▶ _What the exercise asks_: Copy whichever lines of the data hold the word "TokenIssuer".

___ Material to process ___

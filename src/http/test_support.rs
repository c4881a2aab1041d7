//! Shared fixtures for HTTP handler tests.

use std::sync::Arc;

use crate::config::Config;
use crate::http::context::{AppEngine, AppState};
use crate::oauth::auth_server::AuthorizationServer;
use crate::oauth::issuer::TokenIssuer;
use crate::storage::MemoryOAuthStorage;

pub(crate) const TEST_SIGNING_SECRET: &str = "test-signing-secret";

fn add_test_templates(env: &mut minijinja::Environment<'_>) {
    env.add_template(
        "index.html",
        "<!DOCTYPE html><html><body>OIDP</body></html>",
    )
    .unwrap();
    env.add_template(
        "consent.html",
        "<!DOCTYPE html><html><body><h1>Authorize {{ client_name }}</h1>\
         <form method=\"post\" action=\"/authorize\">\
         <button name=\"approve\" value=\"true\">Approve</button>\
         <button name=\"approve\" value=\"false\">Deny</button>\
         </form></body></html>",
    )
    .unwrap();
}

fn test_template_env() -> AppEngine {
    #[cfg(feature = "reload")]
    {
        use minijinja_autoreload::AutoReloader;
        AppEngine::from(AutoReloader::new(|_| {
            let mut env = minijinja::Environment::new();
            add_test_templates(&mut env);
            Ok(env)
        }))
    }

    #[cfg(not(feature = "reload"))]
    {
        let mut env = minijinja::Environment::new();
        add_test_templates(&mut env);
        AppEngine::from(env)
    }
}

pub(crate) fn create_test_config() -> Config {
    Config {
        version: "test".to_string(),
        http_port: "3000".to_string().try_into().unwrap(),
        http_templates_path: "templates".to_string(),
        external_base: "https://localhost".to_string(),
        id_token_signing_secret: TEST_SIGNING_SECRET.to_string().try_into().unwrap(),
        auth_code_ttl: "10m".to_string().try_into().unwrap(),
        access_token_ttl: "1h".to_string().try_into().unwrap(),
        refresh_token_ttl: "30d".to_string().try_into().unwrap(),
        id_token_ttl: "1h".to_string().try_into().unwrap(),
        storage_backend: "memory".to_string(),
        seed_demo: false,
    }
}

pub(crate) fn create_test_app_state() -> AppState {
    let config = Arc::new(create_test_config());
    let storage = Arc::new(MemoryOAuthStorage::new());

    let issuer = Arc::new(TokenIssuer::new(
        storage.clone(),
        config.external_base.clone(),
        *config.access_token_ttl.as_ref(),
        *config.refresh_token_ttl.as_ref(),
        *config.id_token_ttl.as_ref(),
        config.id_token_signing_secret.as_ref().to_string(),
    ));

    let auth_server = Arc::new(
        AuthorizationServer::new(storage.clone(), issuer)
            .with_auth_code_ttl(*config.auth_code_ttl.as_ref()),
    );

    AppState {
        config,
        template_env: test_template_env(),
        storage,
        auth_server,
    }
}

___

▶ _Exercise response_:
use crate::oauth::issuer::TokenIssuer;
    let issuer = Arc::new(TokenIssuer::new(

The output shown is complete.